The Ann Arbor Board of Education, in a first effort to get down to the brass tacks of racial imbalance problems in the public schools, last night adopted a statement of intent and a definition of the so-called "Jones School problem.”

Trustee Hazen Schumacher submitted a position statement which outlines the aims of the board in future handling of the recommendation of a citizens’ committee report on de facto segregation at Jones Elementary School.

The statement reads:

“Three out of four children in Jones School are Negro. We believe that this very fact is incompatible with our policy of providing an equal educational opportunity for each child in the Ann Arbor Schools.

Therefore, the Ann Arbor Board of Education will:

1). Eliminate the existing racial concentration in Jones School.

2). Initiate educational programs which will counter the effects of social under privilege in the Jones attendance area.

3). Proceed immediately to determine the means necessary to achieve the above objectives.

4). Implement these means soon as practicable.

Further, as a specific first step in the implementation of this policy, the school board hereby directs the administration to prepare a program of additional supportive services to be put into effect at Jones School in the coming school year.”

Definition of the racial imbalance problem came in a statement from Trustee Stephen Withey. Intending to let “the community understand how we see the problem,” Withy presented the definition in three aspects as follows:

"1). Racial concentration of significant proportions, in the schools, emphasizes the image of segregation. Such a concentration is a perpetual reminder to pupils of the forces, conditions, and limited opportunity that create and maintain such heavily Negro communities.

Therefore; it would seem important and imperative to start to break down these conditions even if only partially and progressively and even if it appeared to make no particular educational difference in the immediate future.

2). As a result of racial concentration there are economic, cultural, and social limitations. These problems require special educational attention and consideration in improved methods of programs if the school’s responsibilities are to be fairly discharged.

Educational approaches to these pupils must take into account complex problems and conditions that require imaginative educational innovation. Speedy remedial progress may not be apparent. Special attention must be given to ways and means of influencing motivations, expectations, aspirations, habits, etc., and accelerating educational progress.

3). Racial concentration also creates varied and unique personal problems that require special attention in addition to the general class enrichment and innovation referred to above. There are apparently more personal problems per classroom that have to be faced by a teacher in a racially concentrated school than tend to be crowded into the classes of other teachers.
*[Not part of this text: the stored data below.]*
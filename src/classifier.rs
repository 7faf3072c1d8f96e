//! Image classification adapter.
//!
//! The model runs as a separate service. It receives `{"image": <base64>}`
//! and answers with a label and confidence, either as JSON or as the older
//! two-line text report (`預測類別：X` / `信心度：85.00%`).

use async_trait::async_trait;
use base64::{Engine as _, engine::general_purpose::STANDARD};
use reqwest::Client;
use serde::{Deserialize, Serialize};
use std::time::Duration;
use tracing::{debug, warn};

use crate::config::ClassifierConfig;

/// Label used when the model's answer cannot be read.
pub const UNKNOWN_LABEL: &str = "未知蔬菜";

#[derive(Debug, Clone, PartialEq, Serialize)]
pub struct Prediction {
    pub label: String,
    /// Probability of the top label, in [0, 1].
    pub confidence: f64,
}

impl Prediction {
    pub fn new(label: impl Into<String>, confidence: f64) -> Self {
        Self {
            label: label.into(),
            confidence: normalize_confidence(confidence),
        }
    }

    pub fn unknown() -> Self {
        Self::new(UNKNOWN_LABEL, 0.0)
    }

    /// Parse the text report. Anything unreadable becomes [`Prediction::unknown`].
    pub fn from_report(report: &str) -> Self {
        let mut label = None;
        let mut confidence = None;

        for line in report.lines().map(str::trim) {
            if let Some(rest) = line
                .strip_prefix("預測類別：")
                .or_else(|| line.strip_prefix("辨識結果："))
            {
                label = Some(rest.trim().to_string());
            } else if let Some(rest) = line.strip_prefix("信心度：") {
                confidence = rest
                    .trim()
                    .trim_end_matches('%')
                    .trim()
                    .parse::<f64>()
                    .ok()
                    .map(|pct| pct / 100.0);
            }
        }

        match (label, confidence) {
            (Some(label), Some(confidence)) if !label.is_empty() => Self::new(label, confidence),
            _ => {
                warn!(report, "Unreadable classifier report");
                Self::unknown()
            }
        }
    }
}

/// Percentages are scaled down; the result is clamped to [0, 1]. Values a
/// hair above 1 are float noise, not percentages.
fn normalize_confidence(value: f64) -> f64 {
    if !value.is_finite() {
        return 0.0;
    }
    let value = if value > 1.0 + 1e-6 { value / 100.0 } else { value };
    value.clamp(0.0, 1.0)
}

#[derive(Debug, thiserror::Error)]
pub enum ClassifierError {
    #[error("model service unreachable: {0}")]
    Http(#[from] reqwest::Error),

    #[error("model service returned {status}: {body}")]
    Service { status: u16, body: String },
}

#[async_trait]
pub trait Classifier: Send + Sync {
    async fn classify(&self, image: &[u8]) -> Result<Prediction, ClassifierError>;
}

#[derive(Serialize)]
struct PredictRequest<'a> {
    image: &'a str,
}

#[derive(Deserialize)]
struct PredictResponse {
    #[serde(alias = "class", alias = "predicted_class", alias = "prediction")]
    label: String,
    #[serde(alias = "score", alias = "probability")]
    confidence: f64,
}

pub struct HttpClassifier {
    http: Client,
    endpoint: String,
}

impl HttpClassifier {
    pub fn new(endpoint: impl Into<String>, timeout: Duration) -> Result<Self, ClassifierError> {
        let http = Client::builder().timeout(timeout).build()?;
        Ok(Self {
            http,
            endpoint: endpoint.into(),
        })
    }

    /// `None` when no model service is configured.
    pub fn from_config(config: &ClassifierConfig) -> Result<Option<Self>, ClassifierError> {
        config
            .endpoint
            .as_deref()
            .map(|endpoint| Self::new(endpoint, Duration::from_secs(config.timeout_secs)))
            .transpose()
    }

    pub async fn classify_base64(&self, image: &str) -> Result<Prediction, ClassifierError> {
        let response = self
            .http
            .post(&self.endpoint)
            .json(&PredictRequest { image })
            .send()
            .await?;

        let status = response.status();
        let body = response.text().await?;
        if !status.is_success() {
            return Err(ClassifierError::Service {
                status: status.as_u16(),
                body,
            });
        }

        let prediction = match serde_json::from_str::<PredictResponse>(&body) {
            Ok(parsed) => Prediction::new(parsed.label, parsed.confidence),
            Err(_) => Prediction::from_report(&body),
        };
        debug!(label = %prediction.label, confidence = prediction.confidence, "Classified image");
        Ok(prediction)
    }
}

#[async_trait]
impl Classifier for HttpClassifier {
    async fn classify(&self, image: &[u8]) -> Result<Prediction, ClassifierError> {
        self.classify_base64(&STANDARD.encode(image)).await
    }
}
Educational help to these youngsters may in some cases be facilitated by grouping them together for remedial work but often their problems are so varied that a single teacher is overloaded; if the pupils are in several classes, a larger segment of the school system (faculty, staff, and pupils) are available to help them."

The school board also adopted a resolution expressing its “full confidence” in the administration and teaching staff of Jones School.